Павел, конечно, понимал: не он один привязан к «Веснянке» такими крепкими нитями, не он один думает о ее будущем, однако он почему-то считал, что его чувство привязанности к ней является особенным. Именно из этого чувства и рождалась более глубокая мысль о его особой ответственности и перед самим собой, и перед людьми. В конце концов, Костров прав, когда частенько напоминает ему о долге. Долг большой, и он, Павел, не имеет права о нем не думать…

Кровлю наконец укрепили. Теперь предстояла задача расставить шахтеров по рабочим местам – задача не очень простая, если учитывать, что в лаве существуют и более легкие, и более трудоемкие процессы.
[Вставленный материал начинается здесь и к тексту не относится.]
use super::export::{run_export, ExportArgs};
use super::sync::{run_sync, SyncArgs};
use super::ui::is_interactive;
use super::{auth, prompts};
use crate::output::Output;
use chrono::{DateTime, NaiveDate, Utc};
use color_eyre::eyre::eyre;
use color_eyre::Result;
use history_sync_config::{resolve_credential, CredentialStore, PathManager, TRAKT_ACCESS_TOKEN_ENV};
use history_sync_models::SyncMode;
use std::path::PathBuf;

pub struct RunArgs {
    pub input: PathBuf,
    pub out: PathBuf,
    pub user_id: Option<String>,
    pub since: Option<NaiveDate>,
    pub deep_refine: bool,
    pub deep_refine_window: Option<i64>,
    pub all_statuses: bool,
    pub mode: Option<SyncMode>,
    pub trakt_client_id: Option<String>,
    pub batch_size: Option<usize>,
    pub dry_run: bool,
    pub yes: bool,
}

/// Authorize when needed, export, then sync the fresh review file.
pub async fn run_workflow(args: RunArgs, output: &Output) -> Result<()> {
    tracing::debug!("Run command started");

    output.summary(
        "Migration",
        &[
            ("Rows", args.input.display().to_string()),
            ("Review file", args.out.display().to_string()),
            (
                "Mode",
                args.mode.map_or_else(|| "from config".to_string(), |m| m.to_string()),
            ),
            ("Dry run", args.dry_run.to_string()),
        ],
    );

    if !args.yes {
        if !is_interactive() {
            return Err(eyre!("Refusing to run unattended without --yes"));
        }
        if !prompts::prompt_yes_no("Continue?", false)? {
            output.warn("Cancelled");
            return Ok(());
        }
    }

    let env_token = resolve_credential(None, TRAKT_ACCESS_TOKEN_ENV, None);
    if !args.dry_run && needs_authorization(env_token.as_deref(), &stored_credentials(), Utc::now()) {
        output.info("No usable Trakt token found, starting authorization");
        auth::run_auth(args.trakt_client_id.clone(), None, output).await?;
    }

    let export = ExportArgs {
        input: args.input,
        out: args.out.clone(),
        user_id: args.user_id,
        since: args.since,
        deep_refine: args.deep_refine,
        deep_refine_window: args.deep_refine_window,
        all_statuses: args.all_statuses,
        trakt_client_id: args.trakt_client_id.clone(),
    };
    run_export(export, output).await?;

    let sync = SyncArgs {
        csv: args.out,
        mode: args.mode,
        trakt_client_id: args.trakt_client_id,
        trakt_token: None,
        batch_size: args.batch_size,
        dry_run: args.dry_run,
    };
    run_sync(sync, output).await?;

    if args.dry_run {
        output.success("All steps finished (dry run, Trakt was not modified)");
    } else {
        output.success("All steps finished");
    }
    Ok(())
}

fn stored_credentials() -> CredentialStore {
    let mut store = CredentialStore::new(PathManager::default().credentials_file());
    // An unreadable store is treated as an empty one
    if let Err(e) = store.load() {
        tracing::warn!(error = %e, "Could not read stored credentials");
    }
    store
}

/// Authorization is skipped when a token comes from the environment or the
/// stored one is still fresh.
fn needs_authorization(env_token: Option<&str>, store: &CredentialStore, now: DateTime<Utc>) -> bool {
    env_token.is_none() && !store.has_fresh_trakt_token(now)
}

#[cfg(test)]
mod tests {
    use super::*;
    use chrono::Duration;

    #[test]
    fn test_authorization_skipped_with_fresh_token() {
        let now = Utc::now();
        let mut store = CredentialStore::new(PathBuf::from("credentials.toml"));
        assert!(needs_authorization(None, &store, now));
        assert!(!needs_authorization(Some("from-env"), &store, now));

        store.set_trakt_access_token("token".to_string());
        store.set_trakt_token_expires(now + Duration::days(30));
        assert!(!needs_authorization(None, &store, now));

        store.set_trakt_token_expires(now - Duration::hours(1));
        assert!(needs_authorization(None, &store, now));
    }
}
Одним из самых трудоемких считается подготовка ниши. Здесь в основном приходится работать вручную, и физическая нагрузка порой достигает предельных размеров.

Оглядев сгрудившихся у входа в лаву шахтеров, Павел сказал:

– Нишу будут готовить Лесняк и Комов.

Взглянув в сторону Никиты, Павел увидел, как тот медленно отошел в сторону, присел на скрученный в бухту кабель и на секунду-другую закрыл лицо руками. Потом как-то вяло, будто в чем-то себя пересиливая, сказал:

– Сейчас пойду.

И Павел вдруг вспомнил, что однажды уже видел Никиту в таком же состоянии: минуту назад Комов шумел, ругался, кричал, а затем неожиданно сник, опустился на какой-то ящик и закрыл лицо руками. Кто-то тогда Павлу сказал: «Желудок у него иногда прихватывает. Трудно ему…» Правда, уже через минуту Никита поднялся и как ни в чем не бывало снова стал шуметь и спорить, но все же болезненное выражение на его лице исчезло не сразу. Видно, научился Комов превозмогать свою боль, научился скрывать ее от посторонних глаз.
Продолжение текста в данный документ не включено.